The results from this study can be situated within a larger literature that has documented the negative effect of stereotypes on performance—termed “stereotype threat” (5). Generally, this literature has focused on adults, and on how belonging to a negatively-stereotyped group can particularly hurt performance. Notably, the child study described above showed how quickly a negative stereotype can be created (the games were referred to as “the shape game” and the “finding game” to ensure children were unfamiliar with the groups and thus could not hold preconceived notions about who should excel or struggle), and that even positive stereotypes can negatively impact performance. After all, children only heard about individuals or genders that were good at the tasks. It is unclear whether children went beyond these statements to infer that another group was bad at the task (if a child heard that girls were good at a game, did she infer that boys weren’t so good at the game?), or whether the simple act of creating expectations about performance based on group membership—in this case, gender identity—created task anxiety that made children perform worse and enjoy the games less.

The powerful effects that stereotypes about ability can exert is likely to play an important role in achievement gaps in STEM that exist between different social groups. According to one study, the extent to which certain fields are perceived to require raw brilliance rather than hard work is a strong predictor of how underrepresented women are in that field - for example, women earned 54% of Ph.D.’s in molecular biology in 2011 but only 31% of Ph.D.’s in philosophy (6). Perhaps even more disheartening is the finding that by age 6, girls have become less likely to associate brilliance with their gender and are more likely to avoid activities that are said to require brilliance (7).

Image from Pixabay

Addressing achievement gaps based on gender and ethnicity is a complicated problem that is likely to require a multi-pronged approach, but the research discussed here suggests that the kind of language we use to talk about abilities and performance to children really matters, and may play an important role in this process.
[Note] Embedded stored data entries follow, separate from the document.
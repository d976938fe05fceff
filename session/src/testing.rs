//! In-memory fakes for controller and aggregator tests.

use std::collections::VecDeque;
use std::path::PathBuf;
use std::sync::atomic::{AtomicUsize, Ordering};
use std::sync::{Arc, Mutex};
use std::time::Duration;

use async_trait::async_trait;
use tokio::sync::{Notify, mpsc};

use crate::channel::{Channel, ChannelError, ChannelEvent, ChannelFactory, ChannelSignals, ChannelState};
use crate::error::SessionError;
use crate::launch::{LaunchError, LaunchSpec, LaunchSpecResolver};
use crate::observer::SessionObserver;
use crate::types::{ServerConfig, ServerErrorInfo, ServerState, StatusUpdate};

/// Poll `condition` until it holds, failing the test after one second.
pub(crate) async fn eventually(mut condition: impl FnMut() -> bool) {
    let deadline = tokio::time::Instant::now() + Duration::from_secs(1);
    while !condition() {
        assert!(
            tokio::time::Instant::now() < deadline,
            "condition not reached in time"
        );
        tokio::time::sleep(Duration::from_millis(2)).await;
    }
}

/// How the next channel built by [`FakeFactory`] behaves.
#[derive(Clone, Default)]
pub(crate) struct FakeBehavior {
    pub start_error: Option<ChannelError>,
    pub stop_error: Option<ChannelError>,
    /// `start` blocks until this is notified.
    pub start_gate: Option<Arc<Notify>>,
}

impl FakeBehavior {
    pub fn gated(gate: &Arc<Notify>) -> Self {
        Self {
            start_gate: Some(Arc::clone(gate)),
            ..Self::default()
        }
    }
}

pub(crate) struct FakeChannel {
    signals: ChannelSignals,
    behavior: FakeBehavior,
    starts: AtomicUsize,
    stops: AtomicUsize,
}

impl FakeChannel {
    pub fn new() -> Arc<Self> {
        Self::with_behavior(FakeBehavior::default())
    }

    pub fn with_behavior(behavior: FakeBehavior) -> Arc<Self> {
        Arc::new(Self {
            signals: ChannelSignals::new(),
            behavior,
            starts: AtomicUsize::new(0),
            stops: AtomicUsize::new(0),
        })
    }

    pub fn emit(&self, event: ChannelEvent) {
        self.signals.emit(event);
    }

    /// Move the channel to `state` as if the process did it on its own.
    pub fn force_state(&self, state: ChannelState) {
        self.signals.set_state(state);
    }

    pub fn starts(&self) -> usize {
        self.starts.load(Ordering::SeqCst)
    }

    pub fn stops(&self) -> usize {
        self.stops.load(Ordering::SeqCst)
    }
}

#[async_trait]
impl Channel for FakeChannel {
    async fn start(&self) -> Result<(), ChannelError> {
        self.starts.fetch_add(1, Ordering::SeqCst);
        self.signals.set_state(ChannelState::Starting);
        if let Some(gate) = &self.behavior.start_gate {
            gate.notified().await;
        }
        if let Some(err) = &self.behavior.start_error {
            self.signals.set_state(ChannelState::Stopped);
            return Err(err.clone());
        }
        self.signals.set_state(ChannelState::Running);
        Ok(())
    }

    async fn stop(&self) -> Result<(), ChannelError> {
        self.stops.fetch_add(1, Ordering::SeqCst);
        self.signals.set_state(ChannelState::Stopped);
        match &self.behavior.stop_error {
            Some(err) => Err(err.clone()),
            None => Ok(()),
        }
    }

    fn state(&self) -> ChannelState {
        self.signals.state()
    }

    fn subscribe(&self) -> mpsc::UnboundedReceiver<ChannelEvent> {
        self.signals.subscribe()
    }
}

/// Hands out [`FakeChannel`]s with queued behaviors and keeps every one it
/// built.
#[derive(Default)]
pub(crate) struct FakeFactory {
    behaviors: Mutex<VecDeque<FakeBehavior>>,
    create_errors: Mutex<VecDeque<ChannelError>>,
    created: Mutex<Vec<Arc<FakeChannel>>>,
}

impl FakeFactory {
    pub fn new() -> Arc<Self> {
        Arc::new(Self::default())
    }

    pub fn push_behavior(&self, behavior: FakeBehavior) {
        self.behaviors.lock().unwrap().push_back(behavior);
    }

    pub fn push_create_error(&self, err: ChannelError) {
        self.create_errors.lock().unwrap().push_back(err);
    }

    pub fn created(&self) -> Vec<Arc<FakeChannel>> {
        self.created.lock().unwrap().clone()
    }

    pub fn channel(&self, index: usize) -> Arc<FakeChannel> {
        Arc::clone(&self.created.lock().unwrap()[index])
    }
}

impl ChannelFactory for FakeFactory {
    fn create(&self, _spec: &LaunchSpec) -> Result<Arc<dyn Channel>, ChannelError> {
        if let Some(err) = self.create_errors.lock().unwrap().pop_front() {
            return Err(err);
        }
        let behavior = self.behaviors.lock().unwrap().pop_front().unwrap_or_default();
        let channel = FakeChannel::with_behavior(behavior);
        self.created.lock().unwrap().push(Arc::clone(&channel));
        Ok(channel)
    }
}

/// Resolves to a fixed spec unless a failure has been queued.
#[derive(Default)]
pub(crate) struct FakeResolver {
    failures: Mutex<VecDeque<LaunchError>>,
    seen: Mutex<Vec<ServerConfig>>,
}

impl FakeResolver {
    pub fn new() -> Arc<Self> {
        Arc::new(Self::default())
    }

    pub fn push_failure(&self, err: LaunchError) {
        self.failures.lock().unwrap().push_back(err);
    }

    /// Configs passed to `resolve`, in call order.
    pub fn seen(&self) -> Vec<ServerConfig> {
        self.seen.lock().unwrap().clone()
    }
}

#[async_trait]
impl LaunchSpecResolver for FakeResolver {
    async fn resolve(&self, config: &ServerConfig) -> Result<LaunchSpec, LaunchError> {
        self.seen.lock().unwrap().push(config.clone());
        if let Some(err) = self.failures.lock().unwrap().pop_front() {
            return Err(err);
        }
        Ok(LaunchSpec {
            program: PathBuf::from(config.command()),
            args: config.args().to_vec(),
            working_dir: PathBuf::from("/workspace"),
            env: config.env().clone(),
            status_notification: config.status_notification().to_string(),
            initialization_options: config.initialization_options().cloned(),
        })
    }
}

#[derive(Debug, Clone, PartialEq)]
pub(crate) enum Recorded {
    Status(ServerState),
    ServerError(Option<String>),
    Started,
    StartFailed(SessionError),
    Cleared,
}

#[derive(Default)]
pub(crate) struct RecordingObserver {
    events: Mutex<Vec<Recorded>>,
}

impl RecordingObserver {
    /// Observer list for constructors that take several observers.
    pub fn as_observers(self: &Arc<Self>) -> Vec<Arc<dyn SessionObserver>> {
        vec![Arc::clone(self) as Arc<dyn SessionObserver>]
    }

    pub fn events(&self) -> Vec<Recorded> {
        self.events.lock().unwrap().clone()
    }

    pub fn statuses(&self) -> Vec<ServerState> {
        self.events()
            .into_iter()
            .filter_map(|e| match e {
                Recorded::Status(state) => Some(state),
                _ => None,
            })
            .collect()
    }

    pub fn server_errors(&self) -> Vec<Option<String>> {
        self.events()
            .into_iter()
            .filter_map(|e| match e {
                Recorded::ServerError(code) => Some(code),
                _ => None,
            })
            .collect()
    }

    /// Lifecycle callbacks only, without status noise.
    pub fn lifecycle(&self) -> Vec<Recorded> {
        self.events()
            .into_iter()
            .filter(|e| !matches!(e, Recorded::Status(_) | Recorded::ServerError(_)))
            .collect()
    }

    fn record(&self, event: Recorded) {
        self.events.lock().unwrap().push(event);
    }
}

impl SessionObserver for RecordingObserver {
    fn on_status(&self, update: &StatusUpdate) {
        self.record(Recorded::Status(update.state));
    }

    fn on_server_error(&self, error: &ServerErrorInfo) {
        self.record(Recorded::ServerError(error.code.clone()));
    }

    fn on_started(&self) {
        self.record(Recorded::Started);
    }

    fn on_start_failed(&self, error: &SessionError) {
        self.record(Recorded::StartFailed(error.clone()));
    }

    fn on_session_cleared(&self) {
        self.record(Recorded::Cleared);
    }
}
To the extent that we can talk to children in ways that encourage them to think about intelligence and other abilities as malleable through effort, and minimize making connections between social groups and abilities, we may encourage them to strive toward their full potential.   


References:

(1) Cimpian, A., Arce, H. M. C., Markman, E. M., & Dweck, C. S. (2007). Subtle linguistic cues affect children's motivation. Psychological Science18, 314–316.

(2) Zentall, S. R., & Morris, B. J. (2010). “Good job, you’re so smart”: The effects of inconsistency of praise type on young children’s motivation. Journal of Experimental Child Psychology, 107, 155–163.

(3) Dweck, C. S. (2007). The perils and promises of praise. ASCD65(2), 34–39.

(4) Cimpian, A., Mu, Y., & Erickson, L. C. (2012). Who is good at this game? Linking an activity to a social category undermines children’s achievement. Psychological Science23, 533–541.

(5) Steele, C. M., & Aronson, J. (1995). Stereotype threat and the intellectual test performance of African Americans. Journal of Personality and Social Psychology69, 797-811.

(6) Leslie, S. J., Cimpian, A., Meyer, M., & Freeland, E. (2015). Expectations of brilliance underlie gender distributions across academic disciplines. Science347(6219), 262–265.

(7) Bian, L., Leslie, S. J., & Cimpian, A. (2017). Gender stereotypes about intellectual ability emerge early and influence children’s interests. Science355(6323), 389–391.